The Number One On-Line Anything for Children Age Two… What?

Topics:

Learning and Education, Parenting

It breaks my heart to see the propaganda. The Number One On-Line Anything for Children Age Two complete with college cap and diploma. This happy, smiling fake mouse magically appeared signing off from Facebook. How many hits; 892,469 likes and 50,017 talking about? How many young parents have been lured by the Hurried Child, Baby Einstein, early is better, screen time is educational, get junior off to a good, NO the best possible start, to keep up with the neighbors and the dumb-down standards, competing for that coveted position at the XYZ Preschool hoping she will make the cut.

Content is NOT the issue and I am not picking on this latest iteration, ABCmouse.com Early Learning Academy. Two year old human beings should not be staring at screens. As you will discover, five, seven and ten year old children will benefit from spending as little screen time as possible during these critical developmental years. If a child can learn to stand on two legs and speak his or her mother tongue, even multiple languages, without formal training, the two most complex tasks they will ever master in their life, and accomplish this and a billion other complex challenges in thirty-six months, whatever they are doing ‘academically’ in preschool and kindergarten, which is completely out of pace with nature’s billion year curriculum, is a bad joke.

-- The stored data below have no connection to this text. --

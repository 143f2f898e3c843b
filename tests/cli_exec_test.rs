use anyhow::Result;
use std::{fs, path::Path, process::Command};

fn vizchat(workdir: &Path) -> Command {
    let mut cmd = Command::new(env!("CARGO_BIN_EXE_vizchat"));
    cmd.env("CHART_OUTPUT_PATH", workdir.join("charts"))
        .env("LOG_FILE", workdir.join("vizchat.log"))
        .env("EXEC_TIMEOUT", "20")
        .env_remove("PYTHON_PATH")
        .env_remove("EXEC_WRAPPER");
    cmd
}

fn python_available() -> bool {
    which::which("python3").or_else(|_| which::which("python")).is_ok()
}

#[test]
fn exec_prints_result_summary() -> Result<()> {
    if !python_available() {
        println!("python not found, skipping");
        return Ok(());
    }
    let dir = tempfile::tempdir()?;
    let script = dir.path().join("sum.py");
    fs::write(&script, "print('adding')\nresult = sum(range(5))\n")?;

    let output = vizchat(dir.path()).arg("--exec").arg(&script).output()?;
    let stdout = String::from_utf8_lossy(&output.stdout);

    assert!(output.status.success(), "stderr: {}", String::from_utf8_lossy(&output.stderr));
    assert!(stdout.contains("adding"));
    assert!(stdout.contains("Execution Successful. Output: 10"));
    Ok(())
}

#[test]
fn exec_failure_exits_nonzero_with_trace() -> Result<()> {
    if !python_available() {
        println!("python not found, skipping");
        return Ok(());
    }
    let dir = tempfile::tempdir()?;
    let script = dir.path().join("boom.py");
    fs::write(&script, "raise ValueError('bad column')\n")?;

    let output = vizchat(dir.path()).arg("--exec").arg(&script).output()?;
    let stderr = String::from_utf8_lossy(&output.stderr);

    assert!(!output.status.success());
    assert!(stderr.contains("Error during execution:"));
    assert!(stderr.contains("ValueError: bad column"));
    Ok(())
}

#[test]
fn exec_sees_attached_csv() -> Result<()> {
    if !python_available() {
        println!("python not found, skipping");
        return Ok(());
    }
    let dir = tempfile::tempdir()?;
    fs::write(dir.path().join("sales.csv"), "month,total\njan,10\nfeb,12\n")?;
    let script = dir.path().join("lines.py");
    fs::write(&script, "result = len(open('sales.csv').read().splitlines())\n")?;

    let output = vizchat(dir.path())
        .arg("--exec")
        .arg(&script)
        .arg("--csv")
        .arg(dir.path().join("sales.csv"))
        .output()?;

    assert!(output.status.success(), "stderr: {}", String::from_utf8_lossy(&output.stderr));
    assert!(String::from_utf8_lossy(&output.stdout).contains("Output: 3"));
    Ok(())
}

#[test]
fn missing_script_is_an_error() -> Result<()> {
    let dir = tempfile::tempdir()?;
    let output = vizchat(dir.path())
        .arg("--exec")
        .arg(dir.path().join("nope.py"))
        .output()?;
    assert!(!output.status.success());
    assert!(String::from_utf8_lossy(&output.stderr).contains("nope.py"));
    Ok(())
}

Schooling not based on authentic play is conditioning, behavior modification, conformity training driven by a desperate need to win approval. All of the so called screen based educational programs justify their commercial profits on the same assumptions that drive compulsory schooling. We have been deeply conditioned to believe that forced schooling is there to enhance a child’s true development. If you buy the schooling myth, and most do, these products, based on the same myth, are the perfect complement. Your child is occupied, quiet and distracted for hours, days, weeks and you feel good, convinced it is for their own good. Baloney!

The golden rule is, and I quote from an invitational symposium attended by world-class computer, media and early childhood specialists including Joseph Chilton Pearce and Jerry Mander, author of The Four Arguments for the Elimination of Television, hosted by physicist Fritjof Capra; the less screen time prior to age eleven the better. That includes dumb-phones, tablets, computers and televisions. That’s right. Less is best.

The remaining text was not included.